Described in Scientific Reports, the device was developed by scientists at Wake Forest Institute for Regenerative Medicine (WFIRM) in North Carolina. It uses skin cells - dermal fibroblasts and epidermal keratinocytes - from the patient's own body mixed with a hydrogel to create the printable biomaterial. Fibroblasts are cells that synthesise the extracellular matrix and collagen that play a critical role in wound healing, while keratinocytes are the predominant cells found in the epidermis, the outermost layer of the skin.

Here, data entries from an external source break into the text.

//! Dialog transport
//!
//! A transport opens one bidirectional stream per turn. The stream is split
//! into a request writer, a response reader and a finisher so the outbound
//! audio and the inbound responses can be driven from different tasks.

use std::io::ErrorKind;
use std::time::Duration;

use async_trait::async_trait;
use tokio::io::{AsyncBufReadExt, AsyncWriteExt, BufReader};
use tokio::net::TcpStream;
use tokio::net::tcp::{OwnedReadHalf, OwnedWriteHalf};
use tokio::sync::mpsc;
use tokio::task::JoinHandle;

use super::protocol::{DialogRequest, DialogResponse, StreamStatus};
use crate::{Error, Result};

/// Default dialog service address
pub const DEFAULT_ENDPOINT: &str = "127.0.0.1:7878";

/// Buffered frames per direction
const STREAM_BUFFER: usize = 64;

/// Opens dialog streams
#[async_trait]
pub trait DialogTransport: Send + Sync {
    /// Open a stream for one turn
    ///
    /// # Errors
    ///
    /// Returns error if the service cannot be reached
    async fn open(&self) -> Result<DialogStream>;
}

/// An open dialog stream
///
/// The driver task moves frames between the channels and the wire; its
/// result is the stream's final status.
pub struct DialogStream {
    requests: mpsc::Sender<DialogRequest>,
    responses: mpsc::Receiver<DialogResponse>,
    driver: JoinHandle<Result<()>>,
}

impl DialogStream {
    /// Assemble a stream from its channels and driver task
    #[must_use]
    pub const fn new(
        requests: mpsc::Sender<DialogRequest>,
        responses: mpsc::Receiver<DialogResponse>,
        driver: JoinHandle<Result<()>>,
    ) -> Self {
        Self {
            requests,
            responses,
            driver,
        }
    }

    /// Split into writer, reader and finisher
    #[must_use]
    pub fn into_parts(self) -> (RequestSender, ResponseReceiver, StreamFinisher) {
        (
            RequestSender { tx: self.requests },
            ResponseReceiver { rx: self.responses },
            StreamFinisher {
                driver: self.driver,
            },
        )
    }
}

/// Outbound half of a dialog stream
#[derive(Debug)]
pub struct RequestSender {
    tx: mpsc::Sender<DialogRequest>,
}

impl RequestSender {
    /// Queue a request frame
    ///
    /// # Errors
    ///
    /// Returns error if the stream is no longer accepting requests
    pub async fn write(&self, request: DialogRequest) -> Result<()> {
        self.tx
            .send(request)
            .await
            .map_err(|_| Error::Transport("request stream closed".to_string()))
    }

    /// Signal that no more requests will be sent
    pub fn close_send(self) {
        tracing::debug!("request stream half-closed");
    }
}

/// Inbound half of a dialog stream
#[derive(Debug)]
pub struct ResponseReceiver {
    rx: mpsc::Receiver<DialogResponse>,
}

impl ResponseReceiver {
    /// Next response, or `None` once the peer has closed the stream
    pub async fn read(&mut self) -> Option<DialogResponse> {
        self.rx.recv().await
    }
}

/// Waits for a stream to finish and reports its status
#[derive(Debug)]
pub struct StreamFinisher {
    driver: JoinHandle<Result<()>>,
}

impl StreamFinisher {
    /// Wait for the stream driver to exit
    ///
    /// # Errors
    ///
    /// Returns the stream's failure status
    pub async fn finish(self) -> Result<()> {
        self.driver
            .await
            .map_err(|e| Error::Transport(format!("stream driver failed: {e}")))?
    }
}

/// Newline-delimited JSON over TCP
///
/// The service may end a turn with a `status` frame; otherwise a clean close
/// of its side of the connection counts as success.
#[derive(Debug, Clone)]
pub struct TcpTransport {
    endpoint: String,
    connect_timeout: Duration,
}

impl TcpTransport {
    /// Create a transport for `host:port`
    #[must_use]
    pub fn new(endpoint: impl Into<String>) -> Self {
        Self {
            endpoint: endpoint.into(),
            connect_timeout: Duration::from_secs(5),
        }
    }

    /// Override the connect timeout
    #[must_use]
    pub const fn with_connect_timeout(mut self, timeout: Duration) -> Self {
        self.connect_timeout = timeout;
        self
    }

    /// Service address
    #[must_use]
    pub fn endpoint(&self) -> &str {
        &self.endpoint
    }
}

#[async_trait]
impl DialogTransport for TcpTransport {
    async fn open(&self) -> Result<DialogStream> {
        let socket = tokio::time::timeout(self.connect_timeout, TcpStream::connect(&self.endpoint))
            .await
            .map_err(|_| Error::Transport(format!("connect to {} timed out", self.endpoint)))?
            .map_err(|e| Error::Transport(format!("connect to {}: {e}", self.endpoint)))?;
        socket.set_nodelay(true)?;

        tracing::debug!(endpoint = %self.endpoint, "dialog stream connected");

        let (read_half, write_half) = socket.into_split();
        let (request_tx, request_rx) = mpsc::channel(STREAM_BUFFER);
        let (response_tx, response_rx) = mpsc::channel(STREAM_BUFFER);

        let driver = tokio::spawn(async move {
            let (written, read) = tokio::join!(
                write_requests(write_half, request_rx),
                read_responses(read_half, response_tx)
            );
            stream_status(written, read)
        });

        Ok(DialogStream::new(request_tx, response_rx, driver))
    }
}

/// How the request side of a stream ended
#[derive(Debug)]
enum WriteEnd {
    /// Every request written, then half-closed
    Flushed,
    /// The peer stopped reading; remaining requests were discarded
    PeerClosed(std::io::Error),
}

/// How the response side of a stream ended
#[derive(Debug)]
enum ReadEnd {
    /// The peer closed without a status frame
    Eof,
    /// The peer sent its end-of-turn status
    Status(StreamStatus),
}

/// Combine both halves into the stream's final status
///
/// A status frame settles the turn. Without one, a clean end of input means
/// the service answered in full, even if it hung up before reading all of
/// our audio.
fn stream_status(written: Result<WriteEnd>, read: Result<ReadEnd>) -> Result<()> {
    match read? {
        ReadEnd::Status(status) if status.is_ok() => Ok(()),
        ReadEnd::Status(status) => Err(Error::Transport(format!(
            "turn failed with status {}: {}",
            status.code, status.message
        ))),
        ReadEnd::Eof => match written? {
            WriteEnd::Flushed => Ok(()),
            WriteEnd::PeerClosed(e) => {
                tracing::debug!(error = %e, "service closed before reading all audio");
                Ok(())
            }
        },
    }
}

fn is_peer_closed(e: &std::io::Error) -> bool {
    matches!(
        e.kind(),
        ErrorKind::BrokenPipe
            | ErrorKind::ConnectionReset
            | ErrorKind::ConnectionAborted
            | ErrorKind::NotConnected
    )
}

async fn write_requests(
    mut writer: OwnedWriteHalf,
    mut requests: mpsc::Receiver<DialogRequest>,
) -> Result<WriteEnd> {
    let mut frames = 0usize;
    while let Some(request) = requests.recv().await {
        let mut line = serde_json::to_vec(&request)?;
        line.push(b'\n');
        if let Err(e) = writer.write_all(&line).await {
            return discard_requests(e, &mut requests).await;
        }
        frames += 1;
    }

    // All senders dropped: half-close so the peer sees end of input
    if let Err(e) = writer.shutdown().await {
        return discard_requests(e, &mut requests).await;
    }
    tracing::debug!(frames, "request stream finished");
    Ok(WriteEnd::Flushed)
}

/// After a failed write, keep accepting requests so the uplink can wind down
async fn discard_requests(
    e: std::io::Error,
    requests: &mut mpsc::Receiver<DialogRequest>,
) -> Result<WriteEnd> {
    if !is_peer_closed(&e) {
        return Err(Error::Transport(format!("write failed: {e}")));
    }

    tracing::debug!(error = %e, "service stopped reading requests");
    let mut discarded = 0usize;
    while requests.recv().await.is_some() {
        discarded += 1;
    }
    tracing::debug!(discarded, "request stream abandoned");
    Ok(WriteEnd::PeerClosed(e))
}

async fn read_responses(
    reader: OwnedReadHalf,
    responses: mpsc::Sender<DialogResponse>,
) -> Result<ReadEnd> {
    let mut lines = BufReader::new(reader).lines();
    let mut frames = 0usize;

    loop {
        let line = match lines.next_line().await {
            Ok(Some(line)) => line,
            Ok(None) => break,
            Err(e) => return Err(Error::Transport(format!("read failed: {e}"))),
        };
        let line = line.trim();
        if line.is_empty() {
            continue;
        }

        let mut response: DialogResponse = serde_json::from_str(line)
            .map_err(|e| Error::Protocol(format!("malformed response frame: {e}")))?;
        frames += 1;

        let status = response.status.take();
        if !response.is_empty() && responses.send(response).await.is_err() {
            tracing::debug!("response reader dropped, abandoning stream");
            break;
        }

        // The status frame is the last one; whatever follows is ignored
        if let Some(status) = status {
            tracing::debug!(frames, code = status.code, "response stream finished with status");
            return Ok(ReadEnd::Status(status));
        }
    }

    tracing::debug!(frames, "response stream finished");
    Ok(ReadEnd::Eof)
}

The bioprinter uses integrated imaging technology to scan the wound, then feeds this data into the software to tell the print heads which cells to deliver exactly where in the wound layer by layer. While bioprinters for wound treatment have previously been developed, the researchers claim this is the first that can be wheeled to the patient’s bedside.
"The unique aspect of this technology is the mobility of the system and the ability to provide on-site management of extensive wounds by scanning and measuring them in order to deposit the cells directly where they are needed to create skin," said lead author Sean Murphy, a WFIRM assistant professor.
The researchers demonstrated proof-of-concept of the system by printing skin directly onto pre-clinical models. Currently, skin grafts to treat wounds and burns are the ‘gold standard’ technique, but adequate coverage of wounds can be a challenge, particularly when there is limited availability of healthy skin to harvest. Skin grafts from donors risk immune rejection of the graft and scar formation. Using their bioprinter system, the WFIRM researchers could see new skin forming outward from the centre of the wound, something that only happens when grafted cells are accepted. The next step is to conduct a clinical trial in humans.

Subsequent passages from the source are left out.